● **EXTRACTED DATA**:
-- Opening Marker --
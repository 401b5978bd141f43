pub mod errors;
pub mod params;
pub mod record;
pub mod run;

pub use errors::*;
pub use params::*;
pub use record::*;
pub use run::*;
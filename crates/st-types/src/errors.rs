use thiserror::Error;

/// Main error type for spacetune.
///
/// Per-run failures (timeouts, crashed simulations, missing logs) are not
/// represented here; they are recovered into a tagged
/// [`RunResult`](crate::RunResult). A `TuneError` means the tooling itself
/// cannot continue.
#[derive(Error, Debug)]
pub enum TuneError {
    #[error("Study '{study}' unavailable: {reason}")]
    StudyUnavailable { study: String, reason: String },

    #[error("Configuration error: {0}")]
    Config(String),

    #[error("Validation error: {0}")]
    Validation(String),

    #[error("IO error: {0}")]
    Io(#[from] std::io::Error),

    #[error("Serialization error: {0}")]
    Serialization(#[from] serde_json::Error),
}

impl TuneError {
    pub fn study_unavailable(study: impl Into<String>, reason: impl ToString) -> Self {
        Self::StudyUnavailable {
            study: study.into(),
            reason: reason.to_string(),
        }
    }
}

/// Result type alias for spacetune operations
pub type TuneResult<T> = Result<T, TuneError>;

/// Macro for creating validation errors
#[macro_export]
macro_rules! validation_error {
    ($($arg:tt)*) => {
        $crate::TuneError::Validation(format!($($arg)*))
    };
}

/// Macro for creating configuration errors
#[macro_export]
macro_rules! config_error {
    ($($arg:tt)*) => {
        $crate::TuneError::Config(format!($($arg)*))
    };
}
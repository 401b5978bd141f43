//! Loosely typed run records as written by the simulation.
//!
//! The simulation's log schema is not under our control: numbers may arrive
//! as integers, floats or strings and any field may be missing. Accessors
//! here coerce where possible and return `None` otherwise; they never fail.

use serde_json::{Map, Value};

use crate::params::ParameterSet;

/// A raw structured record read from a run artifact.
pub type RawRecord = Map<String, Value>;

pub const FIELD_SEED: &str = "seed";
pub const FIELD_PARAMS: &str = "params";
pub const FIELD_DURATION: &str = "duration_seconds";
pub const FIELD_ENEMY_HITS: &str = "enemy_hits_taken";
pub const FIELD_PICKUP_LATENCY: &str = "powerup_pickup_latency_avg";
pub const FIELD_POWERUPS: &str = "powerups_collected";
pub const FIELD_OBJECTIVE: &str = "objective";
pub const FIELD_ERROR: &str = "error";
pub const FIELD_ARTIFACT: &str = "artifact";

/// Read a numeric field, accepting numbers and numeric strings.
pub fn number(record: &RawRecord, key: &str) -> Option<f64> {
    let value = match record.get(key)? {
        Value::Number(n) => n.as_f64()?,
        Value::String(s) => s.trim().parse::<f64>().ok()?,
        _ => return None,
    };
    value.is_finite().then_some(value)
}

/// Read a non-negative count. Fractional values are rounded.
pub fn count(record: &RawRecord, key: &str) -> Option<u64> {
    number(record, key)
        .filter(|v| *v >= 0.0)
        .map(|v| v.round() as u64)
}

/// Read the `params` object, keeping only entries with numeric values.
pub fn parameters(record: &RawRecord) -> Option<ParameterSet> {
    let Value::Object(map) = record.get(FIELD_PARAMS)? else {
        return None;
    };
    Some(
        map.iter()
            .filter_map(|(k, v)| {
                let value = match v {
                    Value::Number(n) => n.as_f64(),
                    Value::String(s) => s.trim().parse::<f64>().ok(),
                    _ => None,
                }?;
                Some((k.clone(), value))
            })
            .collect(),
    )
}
-- Closing Marker --
● **YOUR OBJECTIVE**: Each record above is to be written out again exactly.

● **TASK RESPONSE**:
repository 401b5978bd141f43
pub mod errors;
pub mod params;
pub mod record;
pub mod run;

pub use errors::*;
pub use params::*;
pub use record::*;
pub use run::*;
filename crates/st-types/src/errors.rs
use thiserror::Error;

/// Main error type for spacetune.
///
/// Per-run failures (timeouts, crashed simulations, missing logs) are not
/// represented here; they are recovered into a tagged
/// [`RunResult`](crate::RunResult). A `TuneError` means the tooling itself
/// cannot continue.
#[derive(Error, Debug)]
pub enum TuneError {
    #[error("Study '{study}' unavailable: {reason}")]
    StudyUnavailable { study: String, reason: String },

    #[error("Configuration error: {0}")]
    Config(String),

    #[error("Validation error: {0}")]
    Validation(String),

    #[error("IO error: {0}")]
    Io(#[from] std::io::Error),

    #[error("Serialization error: {0}")]
    Serialization(#[from] serde_json::Error),
}

impl TuneError {
    pub fn study_unavailable(study: impl Into<String>, reason: impl ToString) -> Self {
        Self::StudyUnavailable {
            study: study.into(),
            reason: reason.to_string(),
        }
    }
}

/// Result type alias for spacetune operations
pub type TuneResult<T> = Result<T, TuneError>;

/// Macro for creating validation errors
#[macro_export]
macro_rules! validation_error {
    ($($arg:tt)*) => {
        $crate::TuneError::Validation(format!($($arg)*))
    };
}

/// Macro for creating configuration errors
#[macro_export]
macro_rules! config_error {
    ($($arg:tt)*) => {
        $crate::TuneError::Config(format!($($arg)*))
    };
}
repository 401b5978bd141f43
//! Loosely typed run records as written by the simulation.
//!
//! The simulation's log schema is not under our control: numbers may arrive
//! as integers, floats or strings and any field may be missing. Accessors
//! here coerce where possible and return `None` otherwise; they never fail.

use serde_json::{Map, Value};

use crate::params::ParameterSet;

/// A raw structured record read from a run artifact.
pub type RawRecord = Map<String, Value>;

pub const FIELD_SEED: &str = "seed";
pub const FIELD_PARAMS: &str = "params";
pub const FIELD_DURATION: &str = "duration_seconds";
pub const FIELD_ENEMY_HITS: &str = "enemy_hits_taken";
pub const FIELD_PICKUP_LATENCY: &str = "powerup_pickup_latency_avg";
pub const FIELD_POWERUPS: &str = "powerups_collected";
pub const FIELD_OBJECTIVE: &str = "objective";
pub const FIELD_ERROR: &str = "error";
pub const FIELD_ARTIFACT: &str = "artifact";

/// Read a numeric field, accepting numbers and numeric strings.
pub fn number(record: &RawRecord, key: &str) -> Option<f64> {
    let value = match record.get(key)? {
        Value::Number(n) => n.as_f64()?,
        Value::String(s) => s.trim().parse::<f64>().ok()?,
        _ => return None,
    };
    value.is_finite().then_some(value)
}

/// Read a non-negative count. Fractional values are rounded.
pub fn count(record: &RawRecord, key: &str) -> Option<u64> {
    number(record, key)
        .filter(|v| *v >= 0.0)
        .map(|v| v.round() as u64)
}

/// Read the `params` object, keeping only entries with numeric values.
pub fn parameters(record: &RawRecord) -> Option<ParameterSet> {
    let Value::Object(map) = record.get(FIELD_PARAMS)? else {
        return None;
    };
    Some(
        map.iter()
            .filter_map(|(k, v)| {
                let value = match v {
                    Value::Number(n) => n.as_f64(),
                    Value::String(s) => s.trim().parse::<f64>().ok(),
                    _ => None,
                }?;
                Some((k.clone(), value))
            })
            .collect(),
    )
}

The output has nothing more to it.